Она долго возилась перед магнитофоном, объясняя это тем, что в нём очень неудобная функция программирования, а ей бы хотелось, чтоб прозвучала только одна песня. Одновременно она рассказывала о том, как ей нравится Radiohead, какой душка – Томми Йорк, какие у него грустные глаза, и как он трогательно поёт.
– Танцевать я под такую музыку, правда, никогда не пробовала, но должно получиться неплохо. Сразу предупреждаю, только топлесс, терпеть не могу обнажаться целиком. Вот, музыка готова. Теперь отвернись, мне надо что-нибудь сделать с одеждой. Когда заиграет, можешь поворачиваться.
Через минуту, или даже меньше, зазвучали первые аккорды, и я стал смотреть. Ева, как я и предполагал, сняла брюки и осталась только в рубашке и трусиках. Мне стало немного скучно: я думал, она сделает с одеждой что-нибудь более экстравагантное. Но как только она начала танцевать, всякая скука развеялась. Такого я увидеть никак не ожидал и сидел, будто поражённый столбняком, во все глаза наблюдая, как она двигается, боясь упустить хоть малейшее движение.

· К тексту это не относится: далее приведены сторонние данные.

use std::time::Duration;

use alloy_primitives::B256;
use tandem_engine::EngineError;
use tandem_primitives::CodecError;

#[derive(Debug, thiserror::Error)]
pub enum Error {
    /// Nothing to include and the empty-block delay has not passed yet.
    /// Not a failure: the cycle should be skipped.
    #[error("no transactions to include; next empty block allowed in {retry_after:?}")]
    EmptyBlock { retry_after: Duration },

    #[error("`{operation}` failed after {attempts} attempts")]
    RetriesExhausted {
        operation: &'static str,
        attempts: u32,
        #[source]
        last: Box<Error>,
    },

    #[error("invalid block height: got {got}, expected {expected}")]
    InvalidHeight { got: u64, expected: u64 },

    #[error("invalid parent hash: got {got}, expected {expected}")]
    InvalidParentHash { got: B256, expected: B256 },

    #[error("invalid timestamp: got {got}, must be after {parent}")]
    InvalidTimestamp { got: u64, parent: u64 },

    #[error("invalid random value: got {got}, expected {expected}")]
    InvalidRandom { got: B256, expected: B256 },

    #[error("execution engine rejected the payload: {validation_error}")]
    PayloadInvalid {
        validation_error: String,
        latest_valid_hash: Option<B256>,
    },

    #[error("execution engine answered the build request with status `{status}`")]
    UnexpectedBuildStatus { status: String },

    #[error("execution engine accepted the build request without returning a payload id")]
    MissingPayloadId,

    #[error("execution engine no longer knows the payload")]
    UnknownPayload,

    #[error("payload id or payload is empty")]
    EmptyPayload,

    #[error("failed decoding payload")]
    Decode(#[from] CodecError),

    #[error("failed encoding payload")]
    Encode(#[source] CodecError),

    #[error(transparent)]
    Engine(#[from] EngineError),

    #[error("replicated state rejected the operation: {0:#}")]
    State(eyre::Report),

    #[error("cancelled")]
    Cancelled,
}

impl Error {
    /// The payload is the block directly below the one expected next, which
    /// is what re-applying the current head looks like.
    pub fn is_already_applied(&self) -> bool {
        matches!(self, Self::InvalidHeight { got, expected } if got.checked_add(1) == Some(*expected))
    }

    /// Retrying the same payload or build request cannot succeed.
    pub fn is_permanent(&self) -> bool {
        matches!(
            self,
            Self::InvalidHeight { .. }
                | Self::InvalidParentHash { .. }
                | Self::InvalidTimestamp { .. }
                | Self::InvalidRandom { .. }
                | Self::PayloadInvalid { .. }
                | Self::UnexpectedBuildStatus { .. }
                | Self::MissingPayloadId
                | Self::UnknownPayload
                | Self::EmptyPayload
                | Self::Decode(_)
                | Self::Encode(_)
        )
    }

    pub fn is_retries_exhausted(&self) -> bool {
        matches!(self, Self::RetriesExhausted { .. })
    }
}

#[cfg(test)]
mod tests {
    use std::time::Duration;

    use super::Error;

    #[test]
    fn only_the_block_below_the_expected_one_counts_as_applied() {
        assert!(Error::InvalidHeight { got: 100, expected: 101 }.is_already_applied());
        assert!(!Error::InvalidHeight { got: 99, expected: 101 }.is_already_applied());
        assert!(!Error::InvalidHeight { got: 102, expected: 101 }.is_already_applied());
        assert!(!Error::EmptyBlock { retry_after: Duration::ZERO }.is_already_applied());
    }

    #[test]
    fn height_mismatch_keeps_its_message() {
        assert_eq!(
            Error::InvalidHeight { got: 100, expected: 101 }.to_string(),
            "invalid block height: got 100, expected 101",
        );
    }

    #[test]
    fn exhaustion_and_skips_are_not_permanent() {
        let exhausted = Error::RetriesExhausted {
            operation: "get_payload",
            attempts: 10,
            last: Box::new(Error::Cancelled),
        };
        assert!(exhausted.is_retries_exhausted());
        assert!(!exhausted.is_permanent());
        assert!(!Error::EmptyBlock { retry_after: Duration::ZERO }.is_permanent());
        assert!(Error::UnknownPayload.is_permanent());
    }
}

Танец. Первый раз в жизни я пожалел, что ни черта не понимаю в этом искусстве. Единственное, что я точно мог сказать – от собственно стриптиза в нём осталось мало. Кажется, Ева пыталась совместить в нём несовместимое, представить мне все известные ей стили, заставить меня полюбить танец, как любит его она. Мне мерещились какие-то намёки на R’n’b, брейк, латину, даже на какие-то мазурки и вальсы, но хватило ума сообразить, что ничего этого нет здесь, и ни одно из Евиных движений не вписывается в определённый стиль. Она придумала их сама, вернее, сымпровизировала, и импровизация была гармоничным целым, рождаясь и становясь сущностью Танца, которую я не мог ухватить и понять, но которую, кажется, мог увидеть. И ещё кое-что, даже более поразительное. Евин танец был лишён всякой чувственности, свойственной стриптизу. «Как сама жизнь или даже лучше» – вспомнил я. И действительно, всё, что есть в жизни, – страдание, радость, боль, счастье, лето и зима, небо и земля, – бурлило в её движениях, всё это постигалось через движение. Танец властно требовал обнажённого тела, материи, живого нерва, жертвы, как признание в любви, и Ева приносила жертву, отдавая ему всю себя. Отдавая себя мне.
Она дарила мне себя, как прекрасную, хрупкую и сложную вещь, как будто я был Господом Богом и знал наверняка, что делать. Но я не был Господом Богом.